Poetry Review — Rumi: Unseen Poems

Out of love for you, every strand of my hair turned into lines of poetry

Rumi: Unseen Poems translated by Brad Gooch and Maryam Mortaz is a modern and more accurate translation of the thirteenth-century Persian mystic. Many previous collections relied on old translations and translations that appealed more directly to the Western reader. This collection preserves the Islamic side of the poet. The moon plays a central role in the religion and the poetry of Rumi. There are poems where the moon is jealous of one’s beauty, the splitting of the moon, and a rooftop observation signaling the beginning of Ramadan.

Didn’t I tell you last night, “Your beautiful face is beyond compare.”
The moon jealous of your beauty was torn in two

Wine, drinking, and drunkenness are repeated throughout the collection as a metaphor. Alcohol is to be avoided because of the way it influences people and their sensibility. Matching the strength of alcohol is love. Rumi compares the feeling of love to that of wine, something that lifts one well above the tediousness of the day. It is a powerful feeling.

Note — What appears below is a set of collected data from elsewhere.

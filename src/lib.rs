//! Waste Watch client
//!
//! Captures a still image from a camera or a selected file, uploads it to a
//! waste-detection backend, grades the detected labels, and keeps a local
//! replica of the backend's alert history for review.
//!
//! # Pipeline
//!
//! A capture-and-process run executes these stages in order:
//!
//! 1. **Capture**: one `Frame` from a `CaptureSource` (camera or file).
//! 2. **Compress**: downscale to the configured maximum side, re-encode as JPEG.
//! 3. **Upload**: `POST /upload` under a wall-clock budget with bounded retries.
//! 4. **Classify**: substring match of labels against the waste vocabulary.
//! 5. **Merge**: refresh the alert replica so the new alert appears.
//!
//! # Module Structure
//!
//! - `ingest`: Frame sources (camera lifecycle, selected files)
//! - `compress`: Resize and JPEG re-encode
//! - `transport`: HTTP seam and backend wire formats
//! - `upload`: Retry and timeout policy for `POST /upload`
//! - `detect`: Detection results and severity verdicts
//! - `alerts`: Alert replica, views, and deletion
//! - `dashboard`: Controller state machine and summary stats

pub mod alerts;
pub mod compress;
pub mod config;
pub mod dashboard;
pub mod detect;
pub mod error;
pub mod frame;
pub mod ingest;
pub mod transport;
pub mod upload;

pub use alerts::{Alert, AlertQuery, AlertStore, ClassFilter, SortOrder};
pub use compress::{compress, CompressedImage, CompressionSettings};
pub use config::{ClientConfig, Theme};
pub use dashboard::{
    DashboardController, DashboardSnapshot, DashboardStats, PipelineStage, ProcessOutcome,
};
pub use detect::{classify, ColorTag, DetectionResult, Severity, SeverityVerdict};
pub use error::{Error, Result};
pub use frame::Frame;
pub use ingest::{
    Camera, CameraDevice, CameraState, CaptureSource, Facing, FileSource, SelectedFile,
    SyntheticCamera,
};
pub use transport::{HttpResponse, HttpTransport, Transport, TransportError};
pub use upload::{CancelHandle, UploadClient, UploadPolicy};
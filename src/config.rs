use anyhow::{anyhow, Context, Result};
use serde::Deserialize;
use std::path::Path;
use std::time::Duration;
use url::Url;

use crate::compress::CompressionSettings;
use crate::ingest::Facing;
use crate::upload::UploadPolicy;

const DEFAULT_BASE_URL: &str = "http://localhost:5000";
const DEFAULT_ATTEMPT_TIMEOUT_SECS: u64 = 30;
const DEFAULT_UPLOAD_BUDGET_SECS: u64 = 60;
const DEFAULT_MAX_ATTEMPTS: u32 = 3;
const DEFAULT_RETRY_DELAY_MS: u64 = 1000;
const DEFAULT_MAX_DIMENSION: u32 = 1024;
const DEFAULT_QUALITY: f32 = 0.7;
const DEFAULT_HEALTH_TIMEOUT_SECS: u64 = 5;
const DEFAULT_ALERTS_TIMEOUT_SECS: u64 = 10;

#[derive(Debug, Deserialize, Default)]
struct ClientConfigFile {
    base_url: Option<String>,
    upload: Option<UploadConfigFile>,
    compression: Option<CompressionConfigFile>,
    camera: Option<CameraConfigFile>,
    health_timeout_secs: Option<u64>,
    alerts_timeout_secs: Option<u64>,
    theme: Option<Theme>,
}

#[derive(Debug, Deserialize, Default)]
struct UploadConfigFile {
    attempt_timeout_secs: Option<u64>,
    total_budget_secs: Option<u64>,
    max_attempts: Option<u32>,
    retry_delay_ms: Option<u64>,
}

#[derive(Debug, Deserialize, Default)]
struct CompressionConfigFile {
    max_dimension: Option<u32>,
    quality: Option<f32>,
}

#[derive(Debug, Deserialize, Default)]
struct CameraConfigFile {
    facing: Option<Facing>,
}

/// Display theme preference. Read once at startup, changed only through
/// [`ClientConfig::set_theme`].
#[derive(Clone, Copy, Debug, Default, Deserialize, PartialEq, Eq)]
#[serde(rename_all = "lowercase")]
pub enum Theme {
    #[default]
    Light,
    Dark,
}

impl std::str::FromStr for Theme {
    type Err = anyhow::Error;

    fn from_str(value: &str) -> Result<Self> {
        match value.trim().to_lowercase().as_str() {
            "light" => Ok(Theme::Light),
            "dark" => Ok(Theme::Dark),
            other => Err(anyhow!("unknown theme '{}'; expected light or dark", other)),
        }
    }
}

#[derive(Debug, Clone)]
pub struct ClientConfig {
    pub base_url: Url,
    pub upload: UploadPolicy,
    pub compression: CompressionSettings,
    pub facing: Facing,
    pub health_timeout: Duration,
    pub alerts_timeout: Duration,
    theme: Theme,
}

impl ClientConfig {
    pub fn load() -> Result<Self> {
        let config_path = std::env::var("WASTEWATCH_CONFIG").ok();
        let file_cfg = match config_path.as_deref() {
            Some(path) => Some(read_config_file(Path::new(path))?),
            None => None,
        };
        let mut cfg = Self::from_file(file_cfg.unwrap_or_default())?;
        cfg.apply_env()?;
        cfg.validate()?;
        Ok(cfg)
    }

    /// Configuration for a given origin with every other setting at its default.
    pub fn for_base_url(base_url: &str) -> Result<Self> {
        let mut cfg = Self::from_file(ClientConfigFile {
            base_url: Some(base_url.to_string()),
            ..ClientConfigFile::default()
        })?;
        cfg.validate()?;
        Ok(cfg)
    }

    /// Point the client at a different origin, keeping every other setting.
    pub fn set_base_url(&mut self, base_url: &str) -> Result<()> {
        self.base_url = parse_base_url(base_url)?;
        Ok(())
    }

    pub fn theme(&self) -> Theme {
        self.theme
    }

    pub fn set_theme(&mut self, theme: Theme) {
        self.theme = theme;
    }

    fn from_file(file: ClientConfigFile) -> Result<Self> {
        let base_url = parse_base_url(
            file.base_url
                .as_deref()
                .unwrap_or(DEFAULT_BASE_URL),
        )?;
        let upload = UploadPolicy {
            attempt_timeout: Duration::from_secs(
                file.upload
                    .as_ref()
                    .and_then(|upload| upload.attempt_timeout_secs)
                    .unwrap_or(DEFAULT_ATTEMPT_TIMEOUT_SECS),
            ),
            total_budget: Duration::from_secs(
                file.upload
                    .as_ref()
                    .and_then(|upload| upload.total_budget_secs)
                    .unwrap_or(DEFAULT_UPLOAD_BUDGET_SECS),
            ),
            max_attempts: file
                .upload
                .as_ref()
                .and_then(|upload| upload.max_attempts)
                .unwrap_or(DEFAULT_MAX_ATTEMPTS),
            retry_delay: Duration::from_millis(
                file.upload
                    .as_ref()
                    .and_then(|upload| upload.retry_delay_ms)
                    .unwrap_or(DEFAULT_RETRY_DELAY_MS),
            ),
        };
        let compression = CompressionSettings {
            max_dimension: file
                .compression
                .as_ref()
                .and_then(|compression| compression.max_dimension)
                .unwrap_or(DEFAULT_MAX_DIMENSION),
            quality: file
                .compression
                .as_ref()
                .and_then(|compression| compression.quality)
                .unwrap_or(DEFAULT_QUALITY),
        };
        let facing = file
            .camera
            .and_then(|camera| camera.facing)
            .unwrap_or_default();
        Ok(Self {
            base_url,
            upload,
            compression,
            facing,
            health_timeout: Duration::from_secs(
                file.health_timeout_secs
                    .unwrap_or(DEFAULT_HEALTH_TIMEOUT_SECS),
            ),
            alerts_timeout: Duration::from_secs(
                file.alerts_timeout_secs
                    .unwrap_or(DEFAULT_ALERTS_TIMEOUT_SECS),
            ),
            theme: file.theme.unwrap_or_default(),
        })
    }

    fn apply_env(&mut self) -> Result<()> {
        if let Ok(base_url) = std::env::var("WASTEWATCH_BASE_URL") {
            if !base_url.trim().is_empty() {
                self.base_url = parse_base_url(&base_url)?;
            }
        }
        if let Ok(secs) = std::env::var("WASTEWATCH_ATTEMPT_TIMEOUT_SECS") {
            let secs: u64 = secs.trim().parse().map_err(|_| {
                anyhow!("WASTEWATCH_ATTEMPT_TIMEOUT_SECS must be an integer number of seconds")
            })?;
            self.upload.attempt_timeout = Duration::from_secs(secs);
        }
        if let Ok(secs) = std::env::var("WASTEWATCH_UPLOAD_BUDGET_SECS") {
            let secs: u64 = secs.trim().parse().map_err(|_| {
                anyhow!("WASTEWATCH_UPLOAD_BUDGET_SECS must be an integer number of seconds")
            })?;
            self.upload.total_budget = Duration::from_secs(secs);
        }
        if let Ok(attempts) = std::env::var("WASTEWATCH_MAX_ATTEMPTS") {
            self.upload.max_attempts = attempts
                .trim()
                .parse()
                .map_err(|_| anyhow!("WASTEWATCH_MAX_ATTEMPTS must be a positive integer"))?;
        }
        if let Ok(delay) = std::env::var("WASTEWATCH_RETRY_DELAY_MS") {
            let millis: u64 = delay.trim().parse().map_err(|_| {
                anyhow!("WASTEWATCH_RETRY_DELAY_MS must be an integer number of milliseconds")
            })?;
            self.upload.retry_delay = Duration::from_millis(millis);
        }
        if let Ok(theme) = std::env::var("WASTEWATCH_THEME") {
            if !theme.trim().is_empty() {
                self.theme = theme.parse()?;
            }
        }
        Ok(())
    }

    fn validate(&self) -> Result<()> {
        if self.upload.max_attempts == 0 {
            return Err(anyhow!("upload.max_attempts must be at least 1"));
        }
        if self.upload.attempt_timeout.is_zero() {
            return Err(anyhow!("upload.attempt_timeout_secs must be greater than zero"));
        }
        if self.upload.total_budget.is_zero() {
            return Err(anyhow!("upload.total_budget_secs must be greater than zero"));
        }
        if !(self.compression.quality > 0.0 && self.compression.quality <= 1.0) {
            return Err(anyhow!("compression.quality must be in (0, 1]"));
        }
        if self.compression.max_dimension == 0 {
            return Err(anyhow!("compression.max_dimension must be at least 1"));
        }
        if self.health_timeout.is_zero() || self.alerts_timeout.is_zero() {
            return Err(anyhow!("request timeouts must be greater than zero"));
        }
        Ok(())
    }
}

fn parse_base_url(raw: &str) -> Result<Url> {
    let trimmed = raw.trim();
    // Url::join drops the last path segment unless it ends with '/'.
    let normalized = if trimmed.ends_with('/') {
        trimmed.to_string()
    } else {
        format!("{}/", trimmed)
    };
    let url = Url::parse(&normalized)
        .map_err(|e| anyhow!("invalid base url '{}': {}", trimmed, e))?;
    match url.scheme() {
        "http" | "https" => Ok(url),
        other => Err(anyhow!(
            "unsupported base url scheme '{}'; expected http(s)",
            other
        )),
    }
}

fn read_config_file(path: &Path) -> Result<ClientConfigFile> {
    let raw = std::fs::read_to_string(path)
        .with_context(|| format!("failed to read config file {}", path.display()))?;
    let cfg = serde_json::from_str(&raw)
        .with_context(|| format!("invalid config file {}", path.display()))?;
    Ok(cfg)
}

My face is a hundred times brighter when I see your face.
My soul is a hundred times happier when your soul is near.

The direct translation of the original texts gives a definitive view of the poet. His other writing has been embraced, edited, and mistranslated to fit into the Western New Age movements.  Using unpublished poems, the translators attempt to preserve the real Rumi complete with his religious views.  The final result is simply fantastic poetry with an Islamic tone.  The poet, after all, was a life long scholar of Islam and the Koran.

This collection will be printed in the small easy to carry around Everyman’s Library Pocket Poet hardcover bindings that also look well on one’s bookshelf. The Pocket Poets series runs nearly 120 different collections of poetry organized by poet or subject.